Stored data
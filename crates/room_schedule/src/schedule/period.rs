//! Parsing of the upstream `Period` field ("HH:MM:SS-HH:MM:SS").

use super::types::ClockTime;
use regex::Regex;
use std::sync::LazyLock;

// Start seconds are matched but discarded. Anything after the end minute,
// including its seconds, is ignored.
static PERIOD_REGEX: LazyLock<Regex> =
    LazyLock::new(|| Regex::new(r"^\s*(\d{1,2}):(\d{1,2}):\d+\s*-\s*(\d{1,2}):(\d{1,2})").unwrap());

/// A lesson's time window.
#[derive(Debug, Clone, Copy, PartialEq, Eq)]
pub struct Period {
    pub start: ClockTime,
    pub end: ClockTime,
}

/// Parses a period string into its start and end times.
///
/// Returns `None` unless all four hour/minute captures are present and in
/// range. Trailing text after the end minute is accepted, so
/// `"09:00:00-10:30"` and `"09:00:00-10:30:00Z"` both parse. No ordering
/// between start and end is enforced.
pub fn parse_period(raw: &str) -> Option<Period> {
    let caps = PERIOD_REGEX.captures(raw)?;
    let num = |i: usize| caps.get(i).and_then(|m| m.as_str().parse::<u8>().ok());

    let start = ClockTime::new(num(1)?, num(2)?)?;
    let end = ClockTime::new(num(3)?, num(4)?)?;

    Some(Period { start, end })
}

Work request
What is needed is an exact copy of all the entries.

Solution
filename crates/room_schedule/src/schedule/period.rs
//! Parsing of the upstream `Period` field ("HH:MM:SS-HH:MM:SS").

use super::types::ClockTime;
use regex::Regex;
use std::sync::LazyLock;

// Start seconds are matched but discarded. Anything after the end minute,
// including its seconds, is ignored.
static PERIOD_REGEX: LazyLock<Regex> =
    LazyLock::new(|| Regex::new(r"^\s*(\d{1,2}):(\d{1,2}):\d+\s*-\s*(\d{1,2}):(\d{1,2})").unwrap());

/// A lesson's time window.
#[derive(Debug, Clone, Copy, PartialEq, Eq)]
pub struct Period {
    pub start: ClockTime,
    pub end: ClockTime,
}

/// Parses a period string into its start and end times.
///
/// Returns `None` unless all four hour/minute captures are present and in
/// range. Trailing text after the end minute is accepted, so
/// `"09:00:00-10:30"` and `"09:00:00-10:30:00Z"` both parse. No ordering
/// between start and end is enforced.
pub fn parse_period(raw: &str) -> Option<Period> {
    let caps = PERIOD_REGEX.captures(raw)?;
    let num = |i: usize| caps.get(i).and_then(|m| m.as_str().parse::<u8>().ok());

    let start = ClockTime::new(num(1)?, num(2)?)?;
    let end = ClockTime::new(num(3)?, num(4)?)?;

    Some(Period { start, end })
}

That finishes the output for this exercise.